Targeting PTP1B and DUSP4 phosphatases to Boost Tregs: A Novel Therapy for Polyendocrine Metabolic Ovarian Syndrome (PMOS) Immune Dysfunction

Polyendocrine metabolic ovarian syndrome (PMOS), previously called polycystic ovary syndrome (PCOS) - the most common reproductive endocrinopathy in women of reproductive age, is frequently associated with chronic low-grade inflammation and immune dysregulation. Beyond hyperandrogenism and ovulatory dysfunction, women with PMOS exhibit reduced regulatory T cell (Treg) levels and impaired STAT5 phosphorylation.
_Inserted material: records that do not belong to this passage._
// plugmein - USB keyboard sniffer over Linux usbmon
// Frame admission, capture/replay sessions, settings and the keystroke pipeline

pub mod config;
pub mod daemon;
pub mod error;
pub mod keylog;
pub mod usbmon;

pub use config::{Settings, SettingsLayer};
pub use error::{CaptureError, ConfigError, InitError, ReplayError};
pub use keylog::{FrameHandler, FrameStats};
pub use usbmon::{FrameMeta, UsbMonitor};

pub use plugmein_hid as hid;
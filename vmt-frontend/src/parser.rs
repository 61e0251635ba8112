//! Line-oriented VM command parser
//!
//! Decodes VM source text one command per line. Comments (`//` to end
//! of line) and blank lines produce no command. Keywords and segment
//! names are matched case-insensitively.
//!
//! The parser owns the current-function context: once a `function`
//! command has been seen, label/goto/if-goto names are qualified as
//! `<function>$<name>` at parse time. The context is sticky until the
//! next `function` command; it is never reset at end of file.

use crate::command::{AluOp, Command, Segment};
use log::trace;
use vmt_common::{SourceLocation, TranslateError};

/// A pull-based stream of decoded commands over one translation unit
pub struct CommandStream<'a> {
    filename: String,
    lines: std::iter::Enumerate<std::str::Lines<'a>>,
    function: Option<String>,
}

impl<'a> CommandStream<'a> {
    /// Create a stream over one unit's source text
    ///
    /// `filename` is the translation-unit name used in error locations.
    pub fn new(filename: &str, source: &'a str) -> Self {
        Self {
            filename: filename.to_string(),
            lines: source.lines().enumerate(),
            function: None,
        }
    }

    /// Decode the next command, or `None` at end of input
    pub fn next_command(
        &mut self,
    ) -> Result<Option<(Command, SourceLocation)>, TranslateError> {
        while let Some((index, raw)) = self.lines.next() {
            let line = match raw.find("//") {
                Some(i) => &raw[..i],
                None => raw,
            };
            let line = line.trim();
            if line.is_empty() {
                continue;
            }
            let location = SourceLocation::new(&self.filename, index as u32 + 1);
            let command = self.decode(line, &location)?;
            trace!("{}: {:?}", location, command);
            return Ok(Some((command, location)));
        }
        Ok(None)
    }

    fn decode(
        &mut self,
        line: &str,
        location: &SourceLocation,
    ) -> Result<Command, TranslateError> {
        let fields: Vec<&str> = line.split_whitespace().collect();
        let keyword = match fields.first() {
            Some(k) => k.to_ascii_uppercase(),
            None => {
                return Err(TranslateError::syntax("empty command", location));
            }
        };

        if let Some(op) = AluOp::from_keyword(&keyword) {
            return Ok(Command::Arithmetic(op));
        }

        match keyword.as_str() {
            "PUSH" => {
                let segment = expect_segment(&fields, location)?;
                let index = parse_count(expect_field(&fields, 2, "index", location)?, location)?;
                Ok(Command::Push { segment, index })
            }
            "POP" => {
                let segment = expect_segment(&fields, location)?;
                let index = parse_count(expect_field(&fields, 2, "index", location)?, location)?;
                Ok(Command::Pop { segment, index })
            }
            "LABEL" => {
                let name = expect_field(&fields, 1, "label name", location)?;
                Ok(Command::Label(self.qualify(name)))
            }
            "GOTO" => {
                let name = expect_field(&fields, 1, "label name", location)?;
                Ok(Command::Goto(self.qualify(name)))
            }
            "IF-GOTO" => {
                let name = expect_field(&fields, 1, "label name", location)?;
                Ok(Command::IfGoto(self.qualify(name)))
            }
            "FUNCTION" => {
                let name = expect_field(&fields, 1, "function name", location)?.to_string();
                let locals =
                    parse_count(expect_field(&fields, 2, "locals count", location)?, location)?;
                self.function = Some(name.clone());
                Ok(Command::Function { name, locals })
            }
            "CALL" => {
                let name = expect_field(&fields, 1, "function name", location)?.to_string();
                let args =
                    parse_count(expect_field(&fields, 2, "args count", location)?, location)?;
                Ok(Command::Call { name, args })
            }
            "RETURN" => Ok(Command::Return),
            _ => Err(TranslateError::lexical(
                format!("unknown command: {}", fields[0]),
                location,
            )),
        }
    }

    /// Qualify a branch label with the enclosing function's name
    fn qualify(&self, name: &str) -> String {
        match &self.function {
            Some(function) => format!("{}${}", function, name),
            None => name.to_string(),
        }
    }
}

fn expect_field<'b>(
    fields: &[&'b str],
    index: usize,
    what: &str,
    location: &SourceLocation,
) -> Result<&'b str, TranslateError> {
    fields.get(index).copied().ok_or_else(|| {
        TranslateError::syntax(format!("missing {}", what), location)
    })
}

fn expect_segment(
    fields: &[&str],
    location: &SourceLocation,
) -> Result<Segment, TranslateError> {
    let name = expect_field(fields, 1, "segment name", location)?;
    Segment::from_keyword(name).ok_or_else(|| {
        TranslateError::syntax(format!("unknown segment: {}", name), location)
    })
}

fn parse_count(
    text: &str,
    location: &SourceLocation,
) -> Result<u16, TranslateError> {
    text.parse::<u16>().map_err(|_| {
        TranslateError::syntax(
            format!("expected a non-negative integer, found: {}", text),
            location,
        )
    })
}
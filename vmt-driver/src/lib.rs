//! Hack VM Translator - Main Driver
//!
//! Orchestrates translation of one or many source units into a single
//! assembly output with a globally consistent label namespace.

pub mod translate;

pub use translate::{
    translate_path, translate_program, translate_to_instructions, SourceUnit,
};
//! Multi-unit translation driver
//!
//! The driver always emits the bootstrap first (stack pointer init
//! plus a call to the entry point), then feeds every unit's commands
//! through one shared `CodeGen` instance so label and call counters
//! stay globally unique. The parser, and with it the current-function
//! label qualification, is per unit.

use log::debug;
use std::fs;
use std::path::{Path, PathBuf};
use vmt_codegen::{write_assembly, AsmInst, CodeGen};
use vmt_common::TranslateError;
use vmt_frontend::CommandStream;

/// One translation unit: a name (the source file stem, used for
/// static-segment symbols) and its VM source text
#[derive(Debug, Clone, PartialEq, Eq)]
pub struct SourceUnit {
    pub name: String,
    pub source: String,
}

impl SourceUnit {
    pub fn new(name: &str, source: &str) -> Self {
        Self {
            name: name.to_string(),
            source: source.to_string(),
        }
    }
}

/// Translate an ordered list of units into one assembly text
///
/// Output is deterministic: the same units in the same order produce
/// byte-identical text on every run.
pub fn translate_program(units: &[SourceUnit]) -> Result<String, TranslateError> {
    Ok(write_assembly(&translate_to_instructions(units)?))
}

/// Translate an ordered list of units into one instruction sequence
pub fn translate_to_instructions(
    units: &[SourceUnit],
) -> Result<Vec<AsmInst>, TranslateError> {
    let mut gen = CodeGen::new();
    gen.emit_bootstrap();
    for unit in units {
        debug!("translating unit {}", unit.name);
        gen.set_unit_name(&unit.name);
        let mut stream = CommandStream::new(&unit.name, &unit.source);
        while let Some((command, location)) = stream.next_command()? {
            gen.emit_command(&command, &location)?;
        }
    }
    Ok(gen.into_instructions())
}

/// Translate a `.vm` file or a directory of `.vm` files, writing the
/// derived output file and returning its path
///
/// Single file: `<stem>.asm` next to the input. Directory:
/// `<dir>/<dirname>.asm`, with the unit order fixed by sorting file
/// names so builds are reproducible.
pub fn translate_path(input: &Path) -> Result<PathBuf, TranslateError> {
    let (units, output) = collect_units(input)?;
    let assembly = translate_program(&units)?;
    fs::write(&output, assembly)?;
    Ok(output)
}

fn collect_units(input: &Path) -> Result<(Vec<SourceUnit>, PathBuf), TranslateError> {
    if input.is_dir() {
        let mut paths: Vec<PathBuf> = fs::read_dir(input)?
            .filter_map(|entry| entry.ok())
            .map(|entry| entry.path())
            .filter(|path| path.extension().is_some_and(|ext| ext == "vm"))
            .collect();
        paths.sort();

        let mut units = Vec::with_capacity(paths.len());
        for path in &paths {
            units.push(read_unit(path)?);
        }

        let dir_name = file_name_str(input)?;
        let output = input.join(format!("{}.asm", dir_name));
        Ok((units, output))
    } else {
        let units = vec![read_unit(input)?];
        let output = input.with_extension("asm");
        Ok((units, output))
    }
}

fn read_unit(path: &Path) -> Result<SourceUnit, TranslateError> {
    let name = path
        .file_stem()
        .and_then(|stem| stem.to_str())
        .ok_or_else(|| TranslateError::Io {
            message: format!("invalid source file name: {}", path.display()),
        })?;
    let source = fs::read_to_string(path)?;
    Ok(SourceUnit::new(name, &source))
}

fn file_name_str(path: &Path) -> Result<&str, TranslateError> {
    path.file_name()
        .and_then(|name| name.to_str())
        .ok_or_else(|| TranslateError::Io {
            message: format!("invalid directory name: {}", path.display()),
        })
}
This study investigates the molecular basis of the defective STAT5 signalling in PMOS. No significant difference in plasma IL2 levels is observed in PMOS women versus normal subjects. Analysis of 102 PMOS patients and 102 controls reveals significantly decreased JAK2 expression alongside increased expression and activity of the phosphatases PTP1B (Protein Tyrosine Phosphatase 1B), TCPTP (T cell Protein Tyrosine Phosphatase), and DUSP4 (Dual Specificity Protein Phosphatase), in leukocytes of PMOS women. In isolated Tregs, only PTP1B and DUSP4 were significantly upregulated. DUSP4 expression positively correlates with serum testosterone and luteinizing hormone levels, linking hormonal imbalance with immune defects. Functional experiments show that silencing PTP1B and DUSP4 enhances IL2-induced Treg generation. Our collective findings identify phosphatase-mediated inhibition of STAT5 signalling as a key mechanism underlying Treg deficiency in PMOS and highlight PTP1B and DUSP4 as potential therapeutic targets to restore immune tolerance and improve reproductive outcomes.